Self-sabotage at work: Why we hold ourselves back

How to stop self-sabotage at work

Arriving an hour late for a job interview, writing your speech 20 minutes before delivery, or scarfing down a bottle of wine right before a high-profile client meeting…

When face-to-face with defining moments, rather than doing everything possible to succeed, you shoot yourself in the foot. This unconscious behavior plays tricks on us and prevents us from professional fulfillment. So what can we do to put an end to self-sabotage?
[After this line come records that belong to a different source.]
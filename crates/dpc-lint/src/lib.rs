//! Catalog linter for the data product composer.
//!
//! The composer engine never fails on a questionable catalog: malformed
//! references are skipped, unknown entities are reported as missing and
//! ambiguous identities fall back to defaults. This crate surfaces those
//! cases as diagnostics through a trait-based rule framework.

mod rules;

use std::collections::HashMap;

use dpc_core::Catalog;
pub use rules::*;
use serde::{Deserialize, Serialize};
use tracing::info;

// ---------------------------------------------------------------------------
// Lint severity
// ---------------------------------------------------------------------------

#[derive(Debug, Clone, Copy, PartialEq, Eq, PartialOrd, Ord, Serialize, Deserialize)]
#[serde(rename_all = "lowercase")]
pub enum LintSeverity {
    Error,
    Warning,
    Info,
}

// ---------------------------------------------------------------------------
// Lint diagnostic
// ---------------------------------------------------------------------------

#[derive(Debug, Clone, PartialEq, Serialize, Deserialize)]
pub struct LintDiagnostic {
    pub rule: String,
    pub severity: LintSeverity,
    /// Entity key the finding belongs to.
    pub entity: String,
    #[serde(default, skip_serializing_if = "Option::is_none")]
    pub field: Option<String>,
    pub message: String,
}

impl LintDiagnostic {
    pub fn new(rule: &dyn LintRule, entity: &str, field: Option<&str>, message: String) -> Self {
        Self {
            rule: rule.id().into(),
            severity: rule.default_severity(),
            entity: entity.into(),
            field: field.map(str::to_string),
            message,
        }
    }

    /// `Entity.field`, or just the entity key.
    pub fn location(&self) -> String {
        match &self.field {
            Some(field) => format!("{}.{}", self.entity, field),
            None => self.entity.clone(),
        }
    }
}

// ---------------------------------------------------------------------------
// Lint rule trait
// ---------------------------------------------------------------------------

/// Trait that all lint rules must implement.
pub trait LintRule: Send + Sync {
    /// Unique rule identifier (e.g., "dangling-reference").
    fn id(&self) -> &str;

    fn description(&self) -> &str;

    fn default_severity(&self) -> LintSeverity;

    /// Run the rule against a catalog and return diagnostics.
    fn check(&self, catalog: &Catalog) -> Vec<LintDiagnostic>;
}

// ---------------------------------------------------------------------------
// Lint configuration
// ---------------------------------------------------------------------------

#[derive(Debug, Clone, Copy, Default, PartialEq, Eq, Serialize, Deserialize)]
#[serde(rename_all = "lowercase")]
pub enum RuleLevel {
    Off,
    #[default]
    Warn,
    Error,
}

#[derive(Debug, Clone, Default, Serialize, Deserialize)]
pub struct LintConfig {
    #[serde(default)]
    pub rules: HashMap<String, RuleLevel>,
}

impl LintConfig {
    pub fn is_enabled(&self, rule_id: &str) -> bool {
        !matches!(self.rules.get(rule_id), Some(RuleLevel::Off))
    }

    /// The configured severity for a rule, or its default.
    pub fn severity_for(&self, rule: &dyn LintRule) -> LintSeverity {
        match self.rules.get(rule.id()) {
            Some(RuleLevel::Error) => LintSeverity::Error,
            Some(RuleLevel::Warn) | Some(RuleLevel::Off) => LintSeverity::Warning,
            None => rule.default_severity(),
        }
    }
}

// ---------------------------------------------------------------------------
// Linter engine
// ---------------------------------------------------------------------------

pub struct Linter {
    rules: Vec<Box<dyn LintRule>>,
    config: LintConfig,
}

impl Linter {
    /// Create a linter with all built-in rules.
    pub fn new(config: LintConfig) -> Self {
        Self {
            rules: builtin_rules(),
            config,
        }
    }

    pub fn rules(&self) -> &[Box<dyn LintRule>] {
        &self.rules
    }

    /// Run all enabled rules against the catalog.
    pub fn lint(&self, catalog: &Catalog) -> Vec<LintDiagnostic> {
        let mut diagnostics = Vec::new();

        for rule in &self.rules {
            if self.config.is_enabled(rule.id()) {
                let severity = self.config.severity_for(rule.as_ref());
                let mut results = rule.check(catalog);
                for d in &mut results {
                    d.severity = severity;
                }
                diagnostics.extend(results);
            }
        }

        info!(
            entities = catalog.len(),
            diagnostics = diagnostics.len(),
            "catalog linted"
        );
        diagnostics
    }
}

impl Default for Linter {
    fn default() -> Self {
        Self::new(LintConfig::default())
    }
}

pub fn has_errors(diagnostics: &[LintDiagnostic]) -> bool {
    diagnostics.iter().any(|d| d.severity == LintSeverity::Error)
}

fn builtin_rules() -> Vec<Box<dyn LintRule>> {
    vec![
        Box::new(MalformedReferenceRule),
        Box::new(DanglingReferenceRule),
        Box::new(BaseWithReferencesRule),
        Box::new(DependencyCycleRule),
        Box::new(SharedFieldSignatureRule),
        Box::new(EntityKeyFormatRule),
    ]
}

// ---------------------------------------------------------------------------
// JSON API
// ---------------------------------------------------------------------------

/// Lint a catalog and return diagnostics in the `{ success, data?, error? }`
/// envelope.
///
/// Input: catalog JSON (blank means an empty catalog), lint config JSON (`{"rules": {...}}`, may be empty)
/// Output: envelope around an array of `LintDiagnostic`
pub fn lint_to_json(catalog_json: &str, config_json: &str) -> String {
    let config: LintConfig = if config_json.trim().is_empty() {
        LintConfig::default()
    } else {
        match serde_json::from_str(config_json) {
            Ok(c) => c,
            Err(e) => {
                let message = format!("Invalid lint config JSON: {e}");
                return dpc_core::ffi::envelope::<(), _>(move || Err(message));
            }
        }
    };
    let catalog_json = catalog_json.to_string();
    dpc_core::ffi::envelope(move || {
        let catalog = dpc_core::ffi::parse_catalog(&catalog_json)?;
        Ok(Linter::new(config).lint(&catalog))
    })
}

// ---------------------------------------------------------------------------
// Tests
// ---------------------------------------------------------------------------
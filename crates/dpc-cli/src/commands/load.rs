use std::fs;
use std::path::Path;

use dpc_core::{load_product, save_product, suggest, AttributeMode, CanvasNode, SuggestionReport};

use crate::commands::suggest::render_report;
use crate::reader::{read_catalog, read_product};

pub fn run_load(
    product_path: &Path,
    catalog_path: Option<&Path>,
    upgrade_path: Option<&Path>,
    format: &str,
) -> Result<String, String> {
    let state = read_product(product_path)?;
    let loaded = load_product(&state);

    let suggestions: Option<SuggestionReport> = match catalog_path {
        Some(path) => {
            let catalog = read_catalog(path)?;
            Some(suggest(&loaded.canvas.entity_keys(), &catalog))
        }
        None => None,
    };

    let mut written = None;
    if let Some(out_path) = upgrade_path {
        let json = save_product(&loaded.canvas, &loaded.attributes)
            .to_json_pretty()
            .map_err(|e| e.to_string())?;
        fs::write(out_path, json)
            .map_err(|e| format!("Failed to write {}: {e}", out_path.display()))?;
        written = Some(out_path);
    }

    if format == "json" {
        let output = serde_json::json!({
            "canvas": loaded.canvas,
            "attributes": loaded.attributes,
            "report": loaded.report,
            "suggestions": suggestions,
        });
        return serde_json::to_string_pretty(&output)
            .map_err(|e| format!("JSON serialization error: {e}"));
    }

    let mut lines: Vec<String> = Vec::new();
    let entity_word = if loaded.canvas.len() == 1 { "entity" } else { "entities" };
    let conn_count = loaded.canvas.connections().len();
    let conn_word = if conn_count == 1 { "connection" } else { "connections" };
    let origin = if loaded.report.migrated {
        " (attribute state migrated by field signature)"
    } else {
        ""
    };
    lines.push(format!(
        "Loaded {} {entity_word}, {conn_count} {conn_word}{origin}.",
        loaded.canvas.len()
    ));

    for node in loaded.canvas.nodes() {
        lines.push(render_node(node));
    }

    if !loaded.report.dropped_state.is_empty() {
        lines.push(format!(
            "Discarded attribute state for: {}",
            loaded.report.dropped_state.join(", ")
        ));
    }
    if loaded.report.skipped_relationships > 0 {
        lines.push(format!(
            "Skipped {} relationship(s) with no endpoint on the canvas.",
            loaded.report.skipped_relationships
        ));
    }

    if let Some(report) = &suggestions {
        lines.push(String::new());
        lines.push(render_report(report));
    }
    if let Some(out_path) = written {
        lines.push(format!("Written to {}", out_path.display()));
    }

    Ok(lines.join("\n"))
}

fn render_node(node: &CanvasNode) -> String {
    let names = |mode: AttributeMode| -> Vec<&str> {
        node.fields
            .iter()
            .filter(|f| f.attribute_mode == mode)
            .map(|f| f.name.as_str())
            .collect()
    };
    let mut groups = Vec::new();
    for (label, mode) in [("runtime", AttributeMode::Runtime), ("loadtime", AttributeMode::Loadtime)] {
        let fields = names(mode);
        if !fields.is_empty() {
            groups.push(format!("{label}: {}", fields.join(", ")));
        }
    }
    format!("  {:<8} {:<28} {}", node.id, node.table_name, groups.join(" | "))
}
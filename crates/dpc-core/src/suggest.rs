//! Derivable-entity suggestions.
//!
//! Level 1 suggests CTE/VIEW entities that can be partially or fully built
//! from what is on the canvas. Level 2 suggests entities that build on a
//! level-1 suggestion, treating the level-1 keys as if they were on canvas.

use std::collections::HashSet;

use serde::{Deserialize, Serialize};
use tracing::{debug, info};

use crate::catalog::Catalog;
use crate::reference::{resolve_entity, EntityResolution};
use crate::types::{display_name, EntitySummary, EntityType, Suggestion, SuggestionLevel};

/// Why a suggestion report is empty, or that it is not.
#[derive(Debug, Clone, Copy, PartialEq, Eq, Serialize, Deserialize)]
#[serde(rename_all = "camelCase")]
pub enum SuggestionStatus {
    Ready,
    NoCatalog,
    NoCanvas,
}

#[derive(Debug, Clone, PartialEq, Serialize, Deserialize)]
pub struct SuggestionReport {
    pub status: SuggestionStatus,
    pub level1: Vec<Suggestion>,
    pub level2: Vec<Suggestion>,
}

impl SuggestionReport {
    fn empty(status: SuggestionStatus) -> Self {
        Self {
            status,
            level1: Vec::new(),
            level2: Vec::new(),
        }
    }

    pub fn is_empty(&self) -> bool {
        self.level1.is_empty() && self.level2.is_empty()
    }

    /// Level-1 suggestions followed by level-2.
    pub fn all(&self) -> impl Iterator<Item = &Suggestion> {
        self.level1.iter().chain(self.level2.iter())
    }

    pub fn find(&self, entity_key: &str) -> Option<&Suggestion> {
        self.all().find(|s| s.entity_key == entity_key)
    }
}

/// Compute both suggestion levels for the current canvas.
///
/// An empty catalog or canvas yields an empty report whose status says which
/// input was absent.
pub fn suggest(canvas_keys: &[String], catalog: &Catalog) -> SuggestionReport {
    if catalog.is_empty() {
        debug!("no catalog entities, nothing to suggest");
        return SuggestionReport::empty(SuggestionStatus::NoCatalog);
    }
    if canvas_keys.is_empty() {
        debug!("canvas is empty, nothing to suggest");
        return SuggestionReport::empty(SuggestionStatus::NoCanvas);
    }

    let level1 = compute_level1(canvas_keys, catalog);
    let level2 = compute_level2(canvas_keys, &level1, catalog);
    info!(
        canvas = canvas_keys.len(),
        level1 = level1.len(),
        level2 = level2.len(),
        "suggestions computed"
    );

    SuggestionReport {
        status: SuggestionStatus::Ready,
        level1,
        level2,
    }
}

/// Entities buildable, at least in part, from canvas entities alone.
pub fn compute_level1(canvas_keys: &[String], catalog: &Catalog) -> Vec<Suggestion> {
    let candidates: HashSet<&str> = canvas_keys.iter().map(String::as_str).collect();

    let suggestions = catalog
        .derived()
        .filter(|(key, entity)| !candidates.contains(key) && !entity.fields.is_empty())
        .filter_map(|(key, entity)| {
            let resolution = resolve_entity(key, entity, &candidates);
            if resolution.resolved.is_empty() {
                return None;
            }
            Some(build_suggestion(key, SuggestionLevel::Direct, resolution))
        })
        .collect();

    finalize(suggestions)
}

/// Entities that build on at least one level-1 suggestion.
///
/// The candidate pool is the canvas plus every level-1 key. An entity that
/// resolves only against canvas entities is level-1 material, not level-2, so
/// at least one resolved entity must be a level-1 key.
pub fn compute_level2(
    canvas_keys: &[String],
    level1: &[Suggestion],
    catalog: &Catalog,
) -> Vec<Suggestion> {
    if level1.is_empty() {
        return Vec::new();
    }

    let level1_keys: HashSet<&str> = level1.iter().map(|s| s.entity_key.as_str()).collect();
    let pool: HashSet<&str> = canvas_keys
        .iter()
        .map(String::as_str)
        .chain(level1_keys.iter().copied())
        .collect();

    let suggestions = catalog
        .derived()
        .filter(|(key, entity)| !pool.contains(key) && !entity.fields.is_empty())
        .filter_map(|(key, entity)| {
            let resolution = resolve_entity(key, entity, &pool);
            let builds_on_level1 = resolution
                .resolved
                .iter()
                .any(|k| level1_keys.contains(k.as_str()));
            if !builds_on_level1 {
                return None;
            }
            Some(build_suggestion(key, SuggestionLevel::Transitive, resolution))
        })
        .collect();

    finalize(suggestions)
}

fn build_suggestion(key: &str, level: SuggestionLevel, resolution: EntityResolution) -> Suggestion {
    let coverage_percent = resolution.coverage_percent();
    Suggestion {
        entity_key: key.to_string(),
        name: display_name(key).to_string(),
        entity_type: EntityType::from_key(key),
        level,
        coverage_percent,
        matching_entities: resolution
            .resolved
            .iter()
            .map(|k| EntitySummary::from_key(k))
            .collect(),
        missing_entities: resolution
            .missing
            .iter()
            .map(|k| EntitySummary::from_key(k))
            .collect(),
        dependency_map: resolution.dependency_map,
    }
}

/// Keep the first suggestion per key, then order by coverage descending and
/// entity key ascending.
fn finalize(suggestions: Vec<Suggestion>) -> Vec<Suggestion> {
    let mut seen: HashSet<String> = HashSet::new();
    let mut unique: Vec<Suggestion> = suggestions
        .into_iter()
        .filter(|s| seen.insert(s.entity_key.clone()))
        .collect();
    unique.sort_by(|a, b| {
        b.coverage_percent
            .cmp(&a.coverage_percent)
            .then_with(|| a.entity_key.cmp(&b.entity_key))
    });
    unique
}

#[cfg(test)]
mod tests {
    use super::*;
    use crate::types::{EntityDef, FieldDef};

    fn entity(fields: &[(&str, &[&str])]) -> EntityDef {
        EntityDef {
            alias: None,
            fields: fields
                .iter()
                .map(|(name, refs)| {
                    (
                        name.to_string(),
                        FieldDef {
                            refs: (!refs.is_empty())
                                .then(|| refs.iter().map(|r| r.to_string()).collect()),
                            ..FieldDef::default()
                        },
                    )
                })
                .collect(),
        }
    }

    fn keys(list: &[&str]) -> Vec<String> {
        list.iter().map(|s| s.to_string()).collect()
    }

    fn catalog() -> Catalog {
        [
            ("BASE_Customers", entity(&[("id", &[]), ("email", &[])])),
            ("BASE_Products", entity(&[("sku", &[]), ("price", &[])])),
            (
                "CTE_Orders",
                entity(&[
                    ("customer_id", &["BASE_Customers.id"]),
                    ("sku", &["BASE_Products.sku"]),
                    ("total", &[]),
                ]),
            ),
            ("VIEW_OrderSummary", entity(&[("total", &["CTE_Orders.total"])])),
            ("CTE_Empty", EntityDef::default()),
        ]
        .into_iter()
        .map(|(k, v)| (k.to_string(), v))
        .collect()
    }

    #[test]
    fn level1_partial_coverage() {
        let result = compute_level1(&keys(&["BASE_Customers"]), &catalog());
        assert_eq!(result.len(), 1);
        let s = &result[0];
        assert_eq!(s.entity_key, "CTE_Orders");
        assert_eq!(s.level, SuggestionLevel::Direct);
        assert_eq!(s.coverage_percent, 50);
        assert_eq!(s.missing_entities.len(), 1);
        assert_eq!(s.missing_entities[0].name, "Products");
        assert_eq!(s.missing_entities[0].entity_type, EntityType::Base);
        assert!(s.dependency_map.contains_key("BASE_Products"));
    }

    #[test]
    fn self_reference_counts_as_missing() {
        let catalog: Catalog = [
            ("BASE_Customers", entity(&[("id", &[])])),
            (
                "CTE_Tree",
                entity(&[
                    ("id", &["BASE_Customers.id"]),
                    ("parent_id", &["CTE_Tree.id"]),
                ]),
            ),
        ]
        .into_iter()
        .map(|(k, v)| (k.to_string(), v))
        .collect();
        let result = compute_level1(&keys(&["BASE_Customers"]), &catalog);
        assert_eq!(result[0].entity_key, "CTE_Tree");
        assert_eq!(result[0].coverage_percent, 50);
        assert_eq!(result[0].missing_entities[0].key, "CTE_Tree");
    }

    #[test]
    fn level1_skips_canvas_and_empty_entities() {
        let result = compute_level1(&keys(&["BASE_Customers", "CTE_Orders"]), &catalog());
        assert!(result.iter().all(|s| s.entity_key != "CTE_Orders"));
        assert!(result.iter().all(|s| s.entity_key != "CTE_Empty"));
        // CTE_Orders on canvas makes the summary a level-1 candidate
        assert_eq!(result[0].entity_key, "VIEW_OrderSummary");
    }

    #[test]
    fn level2_requires_level1_dependency() {
        let canvas = keys(&["BASE_Customers"]);
        let level1 = compute_level1(&canvas, &catalog());
        let level2 = compute_level2(&canvas, &level1, &catalog());
        assert_eq!(level2.len(), 1);
        assert_eq!(level2[0].entity_key, "VIEW_OrderSummary");
        assert_eq!(level2[0].level, SuggestionLevel::Transitive);
        assert_eq!(level2[0].coverage_percent, 100);

        assert!(compute_level2(&canvas, &[], &catalog()).is_empty());
    }

    #[test]
    fn ties_order_by_key() {
        let catalog: Catalog = [
            ("BASE_A", entity(&[("id", &[])])),
            ("VIEW_Zeta", entity(&[("a", &["BASE_A.id"])])),
            ("CTE_Alpha", entity(&[("a", &["BASE_A.id"])])),
            ("CTE_Half", entity(&[("a", &["BASE_A.id"]), ("b", &["BASE_B.id"])])),
        ]
        .into_iter()
        .map(|(k, v)| (k.to_string(), v))
        .collect();
        let result = compute_level1(&keys(&["BASE_A"]), &catalog);
        let order: Vec<&str> = result.iter().map(|s| s.entity_key.as_str()).collect();
        assert_eq!(order, vec!["CTE_Alpha", "VIEW_Zeta", "CTE_Half"]);
    }

    #[test]
    fn finalize_keeps_first_duplicate() {
        let mut first = compute_level1(&keys(&["BASE_Customers"]), &catalog());
        let mut second = first.clone();
        second[0].coverage_percent = 99;
        first.extend(second);
        let result = finalize(first);
        assert_eq!(result.len(), 1);
        assert_eq!(result[0].coverage_percent, 50);
    }

    #[test]
    fn suggest_reports_absent_input() {
        let report = suggest(&[], &catalog());
        assert_eq!(report.status, SuggestionStatus::NoCanvas);
        assert!(report.is_empty());

        let report = suggest(&keys(&["BASE_Customers"]), &Catalog::default());
        assert_eq!(report.status, SuggestionStatus::NoCatalog);
        assert!(report.is_empty());
    }

    #[test]
    fn suggest_combines_levels() {
        let report = suggest(&keys(&["BASE_Customers"]), &catalog());
        assert_eq!(report.status, SuggestionStatus::Ready);
        let all: Vec<&str> = report.all().map(|s| s.entity_key.as_str()).collect();
        assert_eq!(all, vec!["CTE_Orders", "VIEW_OrderSummary"]);
        assert!(report.find("VIEW_OrderSummary").is_some());
    }
}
Clinical Psychologist Johanna Rozenblum sheds light on the subject.

An unconscious mechanism

Picture this: it’s 4 a.m. and in a few hours you’ll take the stage to present a project you’ve been working on for the last three months. This event could change your career, and yet here you are, slouching over the bar counter, reviewing the state of world affairs with someone you met an hour ago. Of course, we all need to let go sometimes, but was an all-nighter before the big day really necessary?

Psychologist Johanna Rozenblum describes self-sabotage as an “unconscious mechanism of self-defeat. For example, showing up late looking like a sack of potatoes for a major meeting when you’re usually on time and dressed to the nines.”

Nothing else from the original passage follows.